ゾーイは返答に満足いき、運ばれた食事を持ってベッドの方へ歩き始める。


そんなゾーイを、イザークは信じられないものを見るような目で見つめた。


「あ、あなたは…何をしたんですか?」


振り返ったゾーイは、首を傾げた。


「さぁ?あなたが一番わかっているのでは?」


イザークは自分がしたのとまるで同じ質問をされた事に言葉を失い、何故こんな事をしているのかと自問した。


ゾーイは静かにベッドに腰を下ろし、簡素なパンと具の少ない透明なスープを黙々と口に運ぶ。

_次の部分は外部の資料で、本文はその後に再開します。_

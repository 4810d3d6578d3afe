//! In-memory inventory and metrics sources plus fixture builders for tests.

use async_trait::async_trait;
use k8s_openapi::api::core::v1::{
    Container, NodeCondition, NodeStatus, PodSpec, ResourceRequirements,
};
use k8s_openapi::apimachinery::pkg::api::resource::Quantity;
use k8s_openapi::apimachinery::pkg::apis::meta::v1::ObjectMeta;
use std::sync::atomic::{AtomicUsize, Ordering};
use std::time::Duration;

use super::{ClientError, InventorySource, MetricsSource};
use crate::models::k8s::{
    ContainerMetrics, Namespace, Node, NodeMetrics, Pod, PodMetrics, ResourceList,
};

fn unavailable(path: &str) -> ClientError {
    ClientError::Api {
        path: path.to_string(),
        source: kube::Error::Service("503 service unavailable".into()),
    }
}

fn fails_at(from: Option<usize>, call: usize) -> bool {
    from.is_some_and(|from| call >= from)
}

#[derive(Default)]
pub struct FakeCluster {
    pub nodes: Vec<Node>,
    pub pods: Vec<Pod>,
    pub namespaces: Vec<Namespace>,
    pub node_metrics: Vec<NodeMetrics>,
    pub pod_metrics: Vec<PodMetrics>,
    /// `None` makes the version lookup fail.
    pub version: Option<String>,
    pub fail_nodes: bool,
    pub fail_namespaces: bool,
    /// Node metrics listing fails from this call number (1-based) onwards.
    pub fail_node_metrics_from: Option<usize>,
    /// Pod metrics listing fails from this call number (1-based) onwards.
    pub fail_pod_metrics_from: Option<usize>,
    /// Every pod listing returns one more pod on the first node than the last.
    pub churn_pods: bool,
    /// Applied to every call, to simulate slow upstreams.
    pub latency: Option<Duration>,
    pub(crate) calls: AtomicUsize,
    pub(crate) pod_calls: AtomicUsize,
    pub(crate) node_metrics_calls: AtomicUsize,
    pub(crate) pod_metrics_calls: AtomicUsize,
}

impl FakeCluster {
    /// Total number of upstream calls made so far.
    pub fn calls(&self) -> usize {
        self.calls.load(Ordering::SeqCst)
    }

    pub fn pod_calls(&self) -> usize {
        self.pod_calls.load(Ordering::SeqCst)
    }

    pub fn pod_metrics_calls(&self) -> usize {
        self.pod_metrics_calls.load(Ordering::SeqCst)
    }

    async fn enter(&self) {
        self.calls.fetch_add(1, Ordering::SeqCst);
        if let Some(latency) = self.latency {
            tokio::time::sleep(latency).await;
        }
    }
}

#[async_trait]
impl InventorySource for FakeCluster {
    async fn list_nodes(&self) -> Result<Vec<Node>, ClientError> {
        self.enter().await;
        if self.fail_nodes {
            return Err(unavailable("/api/v1/nodes"));
        }
        Ok(self.nodes.clone())
    }

    async fn list_pods(&self) -> Result<Vec<Pod>, ClientError> {
        self.enter().await;
        let n = self.pod_calls.fetch_add(1, Ordering::SeqCst) + 1;
        let mut pods = self.pods.clone();
        if self.churn_pods {
            let target = self.nodes.first().map(|n| crate::models::k8s::name(&n.metadata));
            for i in 0..n {
                pods.push(pod("churn", &format!("p{i}"), target.unwrap_or(""), &[]));
            }
        }
        Ok(pods)
    }

    async fn list_namespaces(&self) -> Result<Vec<Namespace>, ClientError> {
        self.enter().await;
        if self.fail_namespaces {
            return Err(unavailable("/api/v1/namespaces"));
        }
        Ok(self.namespaces.clone())
    }

    async fn server_version(&self) -> Result<String, ClientError> {
        self.enter().await;
        self.version.clone().ok_or_else(|| unavailable("/version"))
    }
}

#[async_trait]
impl MetricsSource for FakeCluster {
    async fn list_node_metrics(&self) -> Result<Vec<NodeMetrics>, ClientError> {
        self.enter().await;
        let n = self.node_metrics_calls.fetch_add(1, Ordering::SeqCst) + 1;
        if fails_at(self.fail_node_metrics_from, n) {
            return Err(unavailable("/apis/metrics.k8s.io/v1beta1/nodes"));
        }
        Ok(self.node_metrics.clone())
    }

    async fn list_pod_metrics(&self) -> Result<Vec<PodMetrics>, ClientError> {
        self.enter().await;
        let n = self.pod_metrics_calls.fetch_add(1, Ordering::SeqCst) + 1;
        if fails_at(self.fail_pod_metrics_from, n) {
            return Err(unavailable("/apis/metrics.k8s.io/v1beta1/pods"));
        }
        Ok(self.pod_metrics.clone())
    }
}

fn meta(namespace: &str, name: &str) -> ObjectMeta {
    ObjectMeta {
        name: Some(name.to_string()),
        namespace: (!namespace.is_empty()).then(|| namespace.to_string()),
        ..Default::default()
    }
}

pub fn resources(cpu: &str, memory: &str) -> ResourceList {
    ResourceList::from([
        ("cpu".to_string(), Quantity(cpu.to_string())),
        ("memory".to_string(), Quantity(memory.to_string())),
    ])
}

fn condition(kind: &str, status: &str) -> NodeCondition {
    NodeCondition {
        type_: kind.to_string(),
        status: status.to_string(),
        ..Default::default()
    }
}

/// A Ready node with the given capacity and allocatable figures.
pub fn node(name: &str, capacity: (&str, &str), allocatable: (&str, &str)) -> Node {
    Node {
        metadata: meta("", name),
        status: Some(NodeStatus {
            conditions: Some(vec![condition("Ready", "True")]),
            capacity: Some(resources(capacity.0, capacity.1)),
            allocatable: Some(resources(allocatable.0, allocatable.1)),
            ..Default::default()
        }),
        ..Default::default()
    }
}

pub fn with_labels(mut node: Node, labels: &[&str]) -> Node {
    node.metadata.labels = Some(
        labels
            .iter()
            .map(|l| (l.to_string(), String::new()))
            .collect(),
    );
    node
}

pub fn with_conditions(mut node: Node, conditions: &[(&str, &str)]) -> Node {
    node.status.get_or_insert_with(Default::default).conditions =
        Some(conditions.iter().map(|(t, s)| condition(t, s)).collect());
    node
}

/// A pod whose containers each carry `(requests, limits)` as `((cpu, mem), (cpu, mem))`.
pub fn pod(namespace: &str, name: &str, node: &str, containers: &[((&str, &str), (&str, &str))]) -> Pod {
    Pod {
        metadata: meta(namespace, name),
        spec: Some(PodSpec {
            node_name: (!node.is_empty()).then(|| node.to_string()),
            containers: containers
                .iter()
                .enumerate()
                .map(|(i, (req, lim))| Container {
                    name: format!("c{i}"),
                    resources: Some(ResourceRequirements {
                        requests: Some(resources(req.0, req.1)),
                        limits: Some(resources(lim.0, lim.1)),
                        ..Default::default()
                    }),
                    ..Default::default()
                })
                .collect(),
            ..Default::default()
        }),
        ..Default::default()
    }
}

pub fn namespace(name: &str) -> Namespace {
    Namespace {
        metadata: meta("", name),
        ..Default::default()
    }
}

pub fn node_metrics(name: &str, cpu: &str, memory: &str) -> NodeMetrics {
    NodeMetrics {
        metadata: meta("", name),
        usage: resources(cpu, memory),
    }
}

pub fn pod_metrics(namespace: &str, name: &str, containers: &[(&str, &str)]) -> PodMetrics {
    PodMetrics {
        metadata: meta(namespace, name),
        containers: containers
            .iter()
            .enumerate()
            .map(|(i, (cpu, mem))| ContainerMetrics {
                name: format!("c{i}"),
                usage: resources(cpu, mem),
            })
            .collect(),
    }
}

/// Two nodes and a pod on the first: node-a has no metrics entry, node-b reports 500m.
pub fn two_node_cluster() -> FakeCluster {
    FakeCluster {
        nodes: vec![
            node("node-a", ("4", "8Gi"), ("3800m", "7Gi")),
            node("node-b", ("2000m", "4Gi"), ("1900m", "3Gi")),
        ],
        pods: vec![pod(
            "default",
            "web-0",
            "node-a",
            &[(("100m", "64Mi"), ("200m", "128Mi"))],
        )],
        namespaces: vec![namespace("default"), namespace("kube-system")],
        node_metrics: vec![node_metrics("node-b", "500m", "1Gi")],
        pod_metrics: vec![pod_metrics("default", "web-0", &[("30m", "40Mi")])],
        version: Some("v1.30.2".to_string()),
        ..Default::default()
    }
}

「あなたは本当に、ゾーイ・レフェーブル伯爵令嬢ですか? あまりにも……動じなすぎでは……」


まだいたのか、というようにゆっくりとイザークの方に視線をやる。


「あなたは一体、私についてどれくらい知っているというのですか?」


ゾーイの言葉に押し黙るイザークは、黙したまま鉄格子に背を向けたのだった。




「レフェーブル伯爵令嬢、国王陛下がお呼びです。」


うつらうつらとしていたゾーイに、イザークが声をかけた。


(思ったより早く呼ばれたのね。)


手がかりが屋外からの光のみとなった部屋では、もはや時間的概念はないに等しかったが、まだ自分を見失うほどでは無かった。


「そう。案内をよろしくお願いします。」


先導するイザークに従って歩くゾーイを、廊下にいるメイドや騎士が訝し気に見つめているのが分かる。


ひときわ大きな扉の前で立ち止まるイザーク。


左右に侍る騎士に何事か伝えると、騎士は徐に扉を開いた。


「こちらへ。」


端的に伝えるイザークは、表情から感情が読み取れない。


ゾーイは無言で従った。


謁見室に足を踏み入れた途端、ゾーイは酷い眩暈と耳鳴りに襲われる。


立っていられなくなったゾーイは、頭から前に倒れこんだ。


硬い床に頭を打った直後、遠のく意識の中でイザークが呼ぶ声が聞こえたような気がした。